Hotel chain sues after plans blocked
WoodSpring wants to build by airport
An extended-stay hotel chain is suing Milwaukee, saying city officials are arbitrarily blocking plans for a hotel near Mitchell International Airport.
WoodSpring Suites Milwaukee Airport LLC, an affiliate of the WoodSpring chain, has filed two related legal actions against the city.
WoodSpring is asking a judge to order the city to grant it a certified survey map, which would allow the hotel chain to pursue its development plans.
WoodSpring has faced opposition in Milwaukee and other area communities, including Greenfield, West Milwaukee and Menomonee Falls. That opposition is tied to the chain’s niche of offering bargainpriced rooms for guests who stay several days.
WoodSpring says those concerns are unwarranted, and that the chain operates well-run hotels.
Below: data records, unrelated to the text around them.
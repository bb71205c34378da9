pub mod dav;

use std::sync::Arc;

use salvo::Router;
use tanto_core::config::{LibraryConfig, Settings};
use tanto_core::util::path::{clean_path, is_within};
use tanto_service::gate::CredentialGate;
use tanto_service::library::Library;

use crate::middleware::{
    auth::AuthMiddleware, client_addr::ClientAddrMiddleware, library::LibraryHandler,
};

/// ## Summary
/// Long-lived server state built once from configuration.
///
/// Routers built from the same state share the ban caches and libraries.
#[derive(Debug, Clone)]
pub struct AppState {
    pub gate: Arc<CredentialGate>,
    pub libraries: Vec<Arc<Library>>,
    pub trust_forwarded_for: bool,
}

impl AppState {
    /// ## Summary
    /// Builds the credential gate and every configured library.
    ///
    /// Scope syntax errors are logged and do not prevent startup.
    #[must_use]
    pub fn from_settings(settings: &Settings) -> Self {
        warn_overlapping_mounts(&settings.library);

        let libraries = settings
            .library
            .iter()
            .map(|config| {
                let (library, err) = Library::from_config(settings, config);
                if let Some(err) = err {
                    tracing::warn!(library = %config.name, error = %err, "Library scopes contain errors");
                }
                tracing::info!(
                    library = %config.name,
                    mount_point = %config.mount_point,
                    prefix = %config.prefix,
                    "Library mounted"
                );
                Arc::new(library)
            })
            .collect();

        Self {
            gate: Arc::new(CredentialGate::new(settings)),
            libraries,
            trust_forwarded_for: settings.server.trust_forwarded_for,
        }
    }
}

fn warn_overlapping_mounts(libraries: &[LibraryConfig]) {
    for (idx, a) in libraries.iter().enumerate() {
        for b in &libraries[idx + 1..] {
            let (pa, pb) = (clean_path(&a.mount_point), clean_path(&b.mount_point));
            if is_within(&pa, &pb) || is_within(&pb, &pa) {
                tracing::warn!(
                    first = %a.name,
                    second = %b.name,
                    "Library mount points overlap"
                );
            }
        }
    }
}

/// ## Summary
/// Constructs the main router: one child router per library at its prefix.
///
/// Libraries mounted at the root prefix are tried last.
///
/// ## Errors
/// Returns an error if any child route handler fails to initialize.
pub fn routes(state: &AppState) -> anyhow::Result<Router> {
    let mut libraries: Vec<&Arc<Library>> = state.libraries.iter().collect();
    libraries.sort_by_key(|library| library.prefix().is_empty());

    let mut router = Router::new()
        .hoop(ClientAddrMiddleware {
            trust_forwarded_for: state.trust_forwarded_for,
        })
        .hoop(AuthMiddleware::new(Arc::clone(&state.gate)));

    for library in libraries {
        let base = if library.prefix().is_empty() {
            Router::new()
        } else {
            Router::with_path(library.prefix())
        };
        router = router.push(
            base.hoop(LibraryHandler {
                library: Arc::clone(library),
            })
            .push(Router::with_path("{**rest}").push(dav::routes()?)),
        );
    }

    Ok(router)
}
Wichita, Kan.-based WoodSpring wants to develop a four-story, 124-room hotel at 1701 W. Layton Ave. The development, with an estimated $4 million construction cost, would be just west of I-94 on part of a vacant parcel that is zoned to include hotels.
However, because the hotel site would be developed separately from the rest of the parcel, it needs a certified survey map. Such maps are usually approved routinely.
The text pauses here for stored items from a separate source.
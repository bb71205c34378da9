use std::sync::Arc;

use salvo::Depot;
use salvo::http::header::{AUTHORIZATION, WWW_AUTHENTICATE};
use salvo::http::{HeaderValue, Method, StatusCode};
use tanto_core::constants::AUTH_REALM;
use tanto_service::error::ServiceError;
use tanto_service::gate::{CredentialGate, GateOutcome, Identity};

use super::client_addr::get_client_address_from_depot;
use crate::error::{AppError, AppResult};

/// ## Summary
/// Authentication middleware running the credential gate for each request.
///
/// `OPTIONS` requests pass without credentials.
///
/// ## Side Effects
/// Injects the authenticated [`Identity`] into the depot for downstream handlers.
///
/// ## Errors
/// Answers `401 Unauthorized` with a Basic challenge and stops the chain when the
/// gate rejects the request. The reason is only logged.
pub struct AuthMiddleware {
    gate: Arc<CredentialGate>,
}

impl AuthMiddleware {
    #[must_use]
    pub const fn new(gate: Arc<CredentialGate>) -> Self {
        Self { gate }
    }
}

#[salvo::async_trait]
impl salvo::Handler for AuthMiddleware {
    #[tracing::instrument(skip(self, req, depot, res, ctrl), fields(
        method = %req.method(),
        path = %req.uri().path()
    ))]
    async fn handle(
        &self,
        req: &mut salvo::Request,
        depot: &mut Depot,
        res: &mut salvo::Response,
        ctrl: &mut salvo::FlowCtrl,
    ) {
        tracing::trace!("Authenticating request");

        if req.method() == Method::OPTIONS {
            return;
        }

        let address = get_client_address_from_depot(depot);
        let header = req
            .headers()
            .get(AUTHORIZATION)
            .and_then(|value| value.to_str().ok());

        match self.gate.check_authorization(address, header) {
            GateOutcome::Granted(identity) => {
                tracing::debug!(username = %identity.username, "User authenticated");
                depot.inject(identity);
            }
            GateOutcome::Rejected(reason) => {
                tracing::info!(%reason, "Authentication rejected");
                challenge(res);
                ctrl.skip_rest();
            }
        }
    }
}

fn challenge(res: &mut salvo::Response) {
    res.status_code(StatusCode::UNAUTHORIZED);
    if let Ok(value) = HeaderValue::from_str(&format!("Basic realm=\"{AUTH_REALM}\"")) {
        #[expect(
            clippy::let_underscore_must_use,
            reason = "Header addition failure is non-fatal"
        )]
        let _ = res.add_header(WWW_AUTHENTICATE, value, true);
    }
}

/// ## Summary
/// Retrieves the authenticated user from the depot.
///
/// ## Errors
/// Returns `AuthenticationRejected` if [`AuthMiddleware`] did not authenticate
/// the request.
pub fn get_identity_from_depot(depot: &Depot) -> AppResult<&Identity> {
    depot
        .obtain::<Identity>()
        .map_err(|_err| AppError::ServiceError(ServiceError::AuthenticationRejected))
}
But the Plan Commission in May voted to deny the certified survey map request — despite a recommendation for approval from Mayor Tom Barrett’s Department of City Development.
Commission members voted after hearing opposition from Ald. Terry Witkowski, whose district includes the development site, and Deb Ritter, a resident of the Bostonian Village North condos, which is south of the proposed hotel site.
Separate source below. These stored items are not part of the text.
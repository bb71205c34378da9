// File verbs served under every library prefix.

use salvo::{Router, http::Method, routing::MethodFilter};

pub mod extract;
pub mod method;

/// ## Summary
/// Method routes for the `{**rest}` path of a library.
///
/// ## Errors
/// Returns an error if a custom method name is invalid.
pub fn routes() -> anyhow::Result<Router> {
    Ok(Router::new()
        .options(method::options::options)
        .get(method::get_head::get)
        .head(method::get_head::head)
        .put(method::put::put)
        .delete(method::delete::delete)
        .push(
            // MKCOL method
            Router::new()
                .filter(MethodFilter(Method::from_bytes(b"MKCOL")?))
                .goal(method::mkcol::mkcol),
        )
        .push(
            // MOVE method
            Router::new()
                .filter(MethodFilter(Method::from_bytes(b"MOVE")?))
                .goal(method::r#move::r#move),
        ))
}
Both Witkowski and Ritter said an office building would be a better use for the parcel. WoodSpring would use just 3 acres of the 11-acre lot.
At a June meeting of the Common Council’s Zoning, Neighborhoods and Development Committee, Witkowski asked committee members to reject the survey map because it didn’t show an unimproved portion of W. Barnard Ave.
WoodSpring said that mistake was irrelevant.
The zoning committee rejected the survey map request, and the full council upheld that recommendation at its June 20 meeting.
WoodSpring says the council’s decision was arbitrary and unreasonable.